Entries provided section start

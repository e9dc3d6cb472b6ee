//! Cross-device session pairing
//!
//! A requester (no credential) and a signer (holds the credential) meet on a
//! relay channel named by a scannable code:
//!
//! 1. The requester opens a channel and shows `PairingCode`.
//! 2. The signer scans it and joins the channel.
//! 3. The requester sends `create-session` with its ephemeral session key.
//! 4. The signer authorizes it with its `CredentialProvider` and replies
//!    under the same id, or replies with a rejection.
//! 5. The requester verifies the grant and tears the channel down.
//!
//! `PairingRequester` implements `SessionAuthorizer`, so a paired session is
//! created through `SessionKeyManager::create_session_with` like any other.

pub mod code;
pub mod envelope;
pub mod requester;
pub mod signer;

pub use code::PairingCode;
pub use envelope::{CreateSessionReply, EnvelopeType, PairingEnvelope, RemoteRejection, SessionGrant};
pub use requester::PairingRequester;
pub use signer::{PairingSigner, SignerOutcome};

Entries provided section end
Entries provided section start

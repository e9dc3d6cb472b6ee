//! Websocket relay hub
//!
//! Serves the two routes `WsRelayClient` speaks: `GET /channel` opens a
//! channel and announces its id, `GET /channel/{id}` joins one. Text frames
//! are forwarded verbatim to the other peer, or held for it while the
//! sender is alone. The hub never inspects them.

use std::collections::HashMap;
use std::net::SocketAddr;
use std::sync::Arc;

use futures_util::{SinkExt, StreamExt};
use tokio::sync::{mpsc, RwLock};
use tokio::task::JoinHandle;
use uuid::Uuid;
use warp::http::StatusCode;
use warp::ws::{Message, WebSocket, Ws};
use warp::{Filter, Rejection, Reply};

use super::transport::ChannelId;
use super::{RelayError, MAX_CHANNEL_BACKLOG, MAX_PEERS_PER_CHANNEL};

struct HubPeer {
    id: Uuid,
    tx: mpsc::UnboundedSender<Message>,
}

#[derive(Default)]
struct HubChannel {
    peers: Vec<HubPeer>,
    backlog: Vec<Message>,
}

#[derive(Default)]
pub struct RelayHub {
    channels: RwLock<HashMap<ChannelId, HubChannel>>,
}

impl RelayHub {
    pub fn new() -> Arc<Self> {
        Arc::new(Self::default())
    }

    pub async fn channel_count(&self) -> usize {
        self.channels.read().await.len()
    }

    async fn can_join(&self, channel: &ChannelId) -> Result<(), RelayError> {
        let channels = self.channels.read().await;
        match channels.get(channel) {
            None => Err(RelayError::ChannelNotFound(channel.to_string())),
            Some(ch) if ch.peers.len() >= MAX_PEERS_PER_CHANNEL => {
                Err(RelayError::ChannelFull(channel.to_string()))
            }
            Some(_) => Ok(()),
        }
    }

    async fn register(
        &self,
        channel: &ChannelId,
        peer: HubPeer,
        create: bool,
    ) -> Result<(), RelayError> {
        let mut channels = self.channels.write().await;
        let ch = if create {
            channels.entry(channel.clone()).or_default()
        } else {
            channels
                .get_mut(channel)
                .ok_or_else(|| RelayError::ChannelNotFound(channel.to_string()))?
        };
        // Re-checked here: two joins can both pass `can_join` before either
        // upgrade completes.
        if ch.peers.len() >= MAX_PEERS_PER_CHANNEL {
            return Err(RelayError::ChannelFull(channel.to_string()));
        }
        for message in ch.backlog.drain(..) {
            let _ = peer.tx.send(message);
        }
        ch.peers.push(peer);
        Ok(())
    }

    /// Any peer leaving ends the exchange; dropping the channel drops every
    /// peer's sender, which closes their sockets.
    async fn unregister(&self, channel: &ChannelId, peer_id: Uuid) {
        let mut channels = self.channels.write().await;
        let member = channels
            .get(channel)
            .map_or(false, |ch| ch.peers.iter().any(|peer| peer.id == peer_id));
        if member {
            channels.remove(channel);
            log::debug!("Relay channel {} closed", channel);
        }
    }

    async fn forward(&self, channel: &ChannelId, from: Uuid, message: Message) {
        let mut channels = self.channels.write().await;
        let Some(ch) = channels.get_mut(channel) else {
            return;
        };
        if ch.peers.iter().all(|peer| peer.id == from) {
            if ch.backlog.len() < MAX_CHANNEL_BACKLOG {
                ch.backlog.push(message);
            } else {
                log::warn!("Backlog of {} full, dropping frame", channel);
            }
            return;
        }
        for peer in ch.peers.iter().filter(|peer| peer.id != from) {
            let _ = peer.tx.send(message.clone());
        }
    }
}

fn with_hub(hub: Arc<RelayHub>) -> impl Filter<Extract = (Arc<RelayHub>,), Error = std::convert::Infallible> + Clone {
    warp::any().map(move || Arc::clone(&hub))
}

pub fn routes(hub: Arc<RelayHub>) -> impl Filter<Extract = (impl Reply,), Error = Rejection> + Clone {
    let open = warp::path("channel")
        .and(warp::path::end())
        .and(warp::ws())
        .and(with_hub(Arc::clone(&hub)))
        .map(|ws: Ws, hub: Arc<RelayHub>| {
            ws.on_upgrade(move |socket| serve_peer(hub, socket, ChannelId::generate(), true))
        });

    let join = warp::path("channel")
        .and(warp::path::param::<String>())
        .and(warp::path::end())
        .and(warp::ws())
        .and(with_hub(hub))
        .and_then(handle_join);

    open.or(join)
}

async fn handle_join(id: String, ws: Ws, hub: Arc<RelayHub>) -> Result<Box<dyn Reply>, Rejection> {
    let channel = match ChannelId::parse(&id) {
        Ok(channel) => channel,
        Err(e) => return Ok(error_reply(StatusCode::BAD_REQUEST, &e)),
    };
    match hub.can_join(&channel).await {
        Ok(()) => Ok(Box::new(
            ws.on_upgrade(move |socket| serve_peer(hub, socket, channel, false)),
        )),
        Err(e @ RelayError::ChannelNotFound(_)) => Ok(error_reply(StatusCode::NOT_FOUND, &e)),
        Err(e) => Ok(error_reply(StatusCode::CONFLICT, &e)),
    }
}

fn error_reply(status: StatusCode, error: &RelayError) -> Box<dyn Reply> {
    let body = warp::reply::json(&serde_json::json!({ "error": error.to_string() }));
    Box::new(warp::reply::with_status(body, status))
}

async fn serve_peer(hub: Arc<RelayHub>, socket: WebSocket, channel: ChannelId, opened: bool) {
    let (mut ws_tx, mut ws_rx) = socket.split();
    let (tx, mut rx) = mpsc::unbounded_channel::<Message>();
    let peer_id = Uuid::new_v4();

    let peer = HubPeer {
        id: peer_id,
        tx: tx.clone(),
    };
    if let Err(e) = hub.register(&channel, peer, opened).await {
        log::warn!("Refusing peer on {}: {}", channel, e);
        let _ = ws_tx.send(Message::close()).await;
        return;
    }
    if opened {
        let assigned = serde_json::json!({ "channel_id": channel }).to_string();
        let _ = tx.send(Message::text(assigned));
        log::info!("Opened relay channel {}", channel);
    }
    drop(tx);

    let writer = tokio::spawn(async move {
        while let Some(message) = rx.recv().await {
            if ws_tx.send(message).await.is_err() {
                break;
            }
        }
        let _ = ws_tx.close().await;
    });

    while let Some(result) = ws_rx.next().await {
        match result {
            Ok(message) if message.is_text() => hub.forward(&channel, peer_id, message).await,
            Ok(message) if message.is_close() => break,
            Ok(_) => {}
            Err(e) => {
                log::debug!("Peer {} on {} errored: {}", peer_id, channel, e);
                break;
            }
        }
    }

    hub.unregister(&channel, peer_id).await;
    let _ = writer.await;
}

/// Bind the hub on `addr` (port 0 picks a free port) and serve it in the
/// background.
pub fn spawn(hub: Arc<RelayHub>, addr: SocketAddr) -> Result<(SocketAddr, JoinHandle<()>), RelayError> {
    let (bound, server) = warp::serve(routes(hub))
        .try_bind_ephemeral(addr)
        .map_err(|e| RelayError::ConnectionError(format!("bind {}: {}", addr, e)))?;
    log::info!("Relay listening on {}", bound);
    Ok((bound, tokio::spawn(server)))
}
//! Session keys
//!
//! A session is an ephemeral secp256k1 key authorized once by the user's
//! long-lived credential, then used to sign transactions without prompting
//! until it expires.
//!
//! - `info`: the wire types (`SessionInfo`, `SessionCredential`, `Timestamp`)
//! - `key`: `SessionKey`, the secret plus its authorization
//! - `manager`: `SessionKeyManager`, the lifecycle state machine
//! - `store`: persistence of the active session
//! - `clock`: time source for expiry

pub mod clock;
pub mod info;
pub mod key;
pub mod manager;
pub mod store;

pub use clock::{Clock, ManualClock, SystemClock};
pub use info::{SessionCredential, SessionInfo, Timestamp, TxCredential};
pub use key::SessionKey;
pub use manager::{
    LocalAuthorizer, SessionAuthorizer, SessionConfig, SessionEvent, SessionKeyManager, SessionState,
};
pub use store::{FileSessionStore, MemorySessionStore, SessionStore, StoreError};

Entries provided section end

What is the number of lines in these records that contain "routes"? Reply with the number only.

3